This is a suit to recover under the double indemnity provisions of two policies of insurance.
Kentucky Central Life Insurance Company had issued two policies of insurance on the life of George Lester Hughes who died intestate in Detroit, Michigan on July IS, 1969. The defendant insurance company paid the normal death benefits of the policies, but refused to pay the additional benefits under the accidental death provisions of the policies. The parties concede that the ultimate beneficiary of the insurance policies was the deceased’s wife, Florence M. Hughes. Prior to suit being filed for the accidental death provisions, the widow and beneficiary, Florence M. Hughes, died intestate in Roane County, Tennessee. Robert 0. Hughes, one of the sons of George Lester Hughes and Florence M. Hughes, was appointed Administrator of his mother’s estate. Hence, Robert O. Hughes, Administrator is the plaintiff in this suit.

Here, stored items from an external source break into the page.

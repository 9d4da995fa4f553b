use crate::config::ModelType;
use crate::models::classifier_trait::Classifier;
use crate::models::majority_class::MajorityClassClassifier;
use crate::models::no_change::NoChangeClassifier;

/// Build a boxed, untrained classifier from a `ModelType`.
pub fn build_model(model_type: ModelType) -> Box<dyn Classifier> {
    match model_type {
        ModelType::MajorityClass => Box::new(MajorityClassClassifier::new()),
        ModelType::NoChange => Box::new(NoChangeClassifier::new()),
    }
}
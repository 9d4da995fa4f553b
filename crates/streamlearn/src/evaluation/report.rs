use std::fmt;
use std::time::Duration;

use chrono::{DateTime, Utc};
use serde::{Serialize, Serializer};

/// Why a run ended normally.
#[derive(Debug, Clone, Copy, PartialEq, Eq, Serialize)]
#[serde(rename_all = "snake_case")]
pub enum StopReason {
    InstanceLimit,
    TimeLimit,
    StreamExhausted,
    Cancelled,
}

impl fmt::Display for StopReason {
    fn fmt(&self, f: &mut fmt::Formatter<'_>) -> fmt::Result {
        let text = match self {
            StopReason::InstanceLimit => "instance limit reached",
            StopReason::TimeLimit => "time limit reached",
            StopReason::StreamExhausted => "stream exhausted",
            StopReason::Cancelled => "cancelled",
        };
        f.write_str(text)
    }
}

#[derive(Debug, Clone, PartialEq, Serialize)]
#[serde(tag = "status", rename_all = "snake_case")]
pub enum Outcome {
    Completed { reason: StopReason },
    Failed { error: String },
}

/// Periodic partial report taken every `report_interval` instances.
#[derive(Debug, Clone, PartialEq, Serialize)]
pub struct Checkpoint {
    pub instances_processed: usize,
    #[serde(rename = "elapsed_secs", serialize_with = "duration_secs")]
    pub elapsed: Duration,
    pub throughput: f64,
    pub accuracy: Option<f64>,
}

/// Summary of one evaluation run.
#[derive(Debug, Clone, PartialEq, Serialize)]
pub struct EvaluationReport {
    pub stream: String,
    pub model: Option<String>,
    pub started_at: DateTime<Utc>,
    pub instances_processed: usize,
    pub batches_processed: usize,
    #[serde(rename = "elapsed_secs", serialize_with = "duration_secs")]
    pub elapsed: Duration,
    /// Instances per second over the whole run.
    pub throughput: f64,
    pub predictions: usize,
    pub correct_predictions: usize,
    /// `correct_predictions / predictions`; `None` without a classifier or
    /// before anything was scored.
    pub accuracy: Option<f64>,
    pub outcome: Outcome,
    pub checkpoints: Vec<Checkpoint>,
}

impl EvaluationReport {
    pub fn stop_reason(&self) -> Option<StopReason> {
        match self.outcome {
            Outcome::Completed { reason } => Some(reason),
            Outcome::Failed { .. } => None,
        }
    }

    pub fn is_failure(&self) -> bool {
        matches!(self.outcome, Outcome::Failed { .. })
    }
}

impl fmt::Display for EvaluationReport {
    fn fmt(&self, f: &mut fmt::Formatter<'_>) -> fmt::Result {
        writeln!(f, "Stream: {}", self.stream)?;
        if let Some(model) = &self.model {
            writeln!(f, "Model: {}", model)?;
        }
        writeln!(
            f,
            "Processed {} instances in {} batches over {:.3}s ({:.1} instances/s)",
            self.instances_processed,
            self.batches_processed,
            self.elapsed.as_secs_f64(),
            self.throughput
        )?;
        if let Some(accuracy) = self.accuracy {
            writeln!(
                f,
                "Accuracy: {:.4} ({}/{})",
                accuracy, self.correct_predictions, self.predictions
            )?;
        }
        match &self.outcome {
            Outcome::Completed { reason } => write!(f, "Stopped: {}", reason),
            Outcome::Failed { error } => write!(f, "Failed: {}", error),
        }
    }
}

/// Instances per second. Zero when no time has elapsed.
pub fn throughput(instances: usize, elapsed: Duration) -> f64 {
    let secs = elapsed.as_secs_f64();
    if secs > 0.0 {
        instances as f64 / secs
    } else {
        0.0
    }
}

fn duration_secs<S: Serializer>(duration: &Duration, serializer: S) -> Result<S::Ok, S::Error> {
    serializer.serialize_f64(duration.as_secs_f64())
}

Suit was filed on November 27, 1971.
The single issue upon which this matter was tried was: Did the death of George Lester Hughes result directly and independently of all other causes, from accidental bodily injury?

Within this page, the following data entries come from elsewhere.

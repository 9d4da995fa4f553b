use serde::{Deserialize, Serialize};
use std::str::FromStr;
use std::time::Duration;

use crate::error::{Result, StreamLearnError};

/// Parameters of the synthetic multilabel generator.
#[derive(Deserialize, Serialize, Debug, Clone, PartialEq)]
#[serde(default)]
pub struct MultilabelConfig {
    /// Total number of samples materialized up front.
    pub n_samples: usize,
    pub n_features: usize,
    /// Number of label columns.
    pub n_targets: usize,
    /// Active labels per sample. Must lie in `1..=n_targets`.
    pub n_labels: usize,
    /// Mean number of feature draws per sample.
    pub length: f64,
    /// Seed for reproducible data. `None` draws from entropy.
    pub random_state: Option<u64>,
}

impl Default for MultilabelConfig {
    fn default() -> Self {
        Self {
            n_samples: 40000,
            n_features: 20,
            n_targets: 5,
            n_labels: 2,
            length: 50.0,
            random_state: None,
        }
    }
}

impl MultilabelConfig {
    pub fn new(n_samples: usize, n_features: usize, n_targets: usize, n_labels: usize) -> Self {
        Self {
            n_samples,
            n_features,
            n_targets,
            n_labels,
            ..Default::default()
        }
    }

    pub fn with_seed(mut self, seed: u64) -> Self {
        self.random_state = Some(seed);
        self
    }

    pub fn validate(&self) -> Result<()> {
        let invalid = |msg: String| Err(StreamLearnError::InvalidConfig(msg));
        if self.n_samples == 0 {
            return invalid("n_samples must be at least 1".to_string());
        }
        if self.n_features == 0 {
            return invalid("n_features must be at least 1".to_string());
        }
        if self.n_targets == 0 {
            return invalid("n_targets must be at least 1".to_string());
        }
        if self.n_labels == 0 || self.n_labels > self.n_targets {
            return invalid(format!(
                "n_labels ({}) must lie between 1 and n_targets ({})",
                self.n_labels, self.n_targets
            ));
        }
        if !self.length.is_finite() || self.length <= 0.0 {
            return invalid(format!("length must be positive, got {}", self.length));
        }
        Ok(())
    }
}

/// Baseline classifiers available through [`crate::models::factory::build_model`].
#[derive(Deserialize, Serialize, Debug, Clone, Copy, PartialEq, Eq, Default)]
#[serde(rename_all = "snake_case")]
pub enum ModelType {
    #[default]
    MajorityClass,
    NoChange,
}

impl ModelType {
    pub fn name(&self) -> &'static str {
        match self {
            ModelType::MajorityClass => "majority",
            ModelType::NoChange => "no-change",
        }
    }
}

impl FromStr for ModelType {
    type Err = String;

    fn from_str(s: &str) -> std::result::Result<Self, Self::Err> {
        match s.to_lowercase().replace('_', "-").as_str() {
            "majority" | "majority-class" => Ok(ModelType::MajorityClass),
            "no-change" | "nochange" => Ok(ModelType::NoChange),
            _ => Err(format!(
                "Unknown model type: {}. Expected one of: majority, no-change",
                s
            )),
        }
    }
}

/// Order of prediction and update for each batch when a classifier is attached.
#[derive(Deserialize, Serialize, Debug, Clone, Copy, PartialEq, Eq, Default)]
#[serde(rename_all = "snake_case")]
pub enum Protocol {
    /// Predict on the batch, score, then learn from it (prequential).
    #[default]
    TestThenTrain,
    /// Learn from the batch first, then predict and score on it.
    TrainThenTest,
}

impl FromStr for Protocol {
    type Err = String;

    fn from_str(s: &str) -> std::result::Result<Self, Self::Err> {
        match s.to_lowercase().replace('_', "-").as_str() {
            "test-then-train" | "prequential" => Ok(Protocol::TestThenTrain),
            "train-then-test" => Ok(Protocol::TrainThenTest),
            _ => Err(format!(
                "Unknown protocol: {}. Expected test-then-train or train-then-test",
                s
            )),
        }
    }
}

/// Budget and batching for an evaluation run.
#[derive(Deserialize, Serialize, Debug, Clone, PartialEq)]
#[serde(default)]
pub struct EvaluationConfig {
    /// Stop after this many instances. `None` means unbounded.
    pub max_instances: Option<usize>,
    /// Stop after this many seconds of wall-clock time. `None` means unbounded.
    pub max_time_secs: Option<f64>,
    pub batch_size: usize,
    /// Emit a checkpoint every this many instances.
    pub report_interval: Option<usize>,
    pub protocol: Protocol,
}

impl Default for EvaluationConfig {
    fn default() -> Self {
        Self {
            max_instances: None,
            max_time_secs: None,
            batch_size: 1,
            report_interval: None,
            protocol: Protocol::default(),
        }
    }
}

impl EvaluationConfig {
    pub fn new(
        max_instances: Option<usize>,
        max_time: Option<Duration>,
        batch_size: usize,
    ) -> Self {
        Self {
            max_instances,
            max_time_secs: max_time.map(|d| d.as_secs_f64()),
            batch_size,
            ..Default::default()
        }
    }

    pub fn with_report_interval(mut self, interval: usize) -> Self {
        self.report_interval = Some(interval);
        self
    }

    pub fn with_protocol(mut self, protocol: Protocol) -> Self {
        self.protocol = protocol;
        self
    }

    pub fn max_time(&self) -> Option<Duration> {
        self.max_time_secs
            .and_then(|secs| Duration::try_from_secs_f64(secs).ok())
    }

    pub fn validate(&self) -> Result<()> {
        if self.batch_size == 0 {
            return Err(StreamLearnError::InvalidConfig(
                "batch_size must be at least 1".to_string(),
            ));
        }
        if let Some(secs) = self.max_time_secs {
            if !secs.is_finite() || secs < 0.0 {
                return Err(StreamLearnError::InvalidConfig(format!(
                    "max_time_secs must be a finite, non-negative number, got {}",
                    secs
                )));
            }
        }
        if self.report_interval == Some(0) {
            return Err(StreamLearnError::InvalidConfig(
                "report_interval must be at least 1".to_string(),
            ));
        }
        Ok(())
    }
}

The policies of insurance both provided that in the event of death resulting directly and independently of all other causes, from accidental bodily injury, additional sums would be paid in the aggregate amount of $2,000.00.
The jury found the death to have been accidental within the meaning of the policies and awarded the plaintiff judgment in the amount of $2,000.00. The insurance company has appealed.
Numerically there are two Assignments of Error, but together they raise only a single issue, which is: There is no evidence from which the jury could have found that the death of George Lester Hughes resulted directly and independently of all other causes from accidental bodily injury and it was error for the Trial Judge to refuse to direct a verdict for the defendant at the close of all the proof.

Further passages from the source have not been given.